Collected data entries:
= = = =

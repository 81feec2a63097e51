//! Fixture model
//!
//! Typed, immutable description of a scenario directory: which checks to
//! run, which interfaces to wait for and which DHCP servers to start.

mod address;
mod scenario;

pub use address::Address;
pub use scenario::{
    discover, find, DhcpConfig, IpVersion, Scenario, ValidationFile, ValidationKind,
    NETWORK_CONFIG_NAME, SCENARIO_DIR_PREFIX,
};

= = = =

*YOUR ASSIGNMENT:* Across the records above, show each line containing the word "which".

*OUTPUT:*
//! Typed, immutable description of a scenario directory: which checks to
//! run, which interfaces to wait for and which DHCP servers to start.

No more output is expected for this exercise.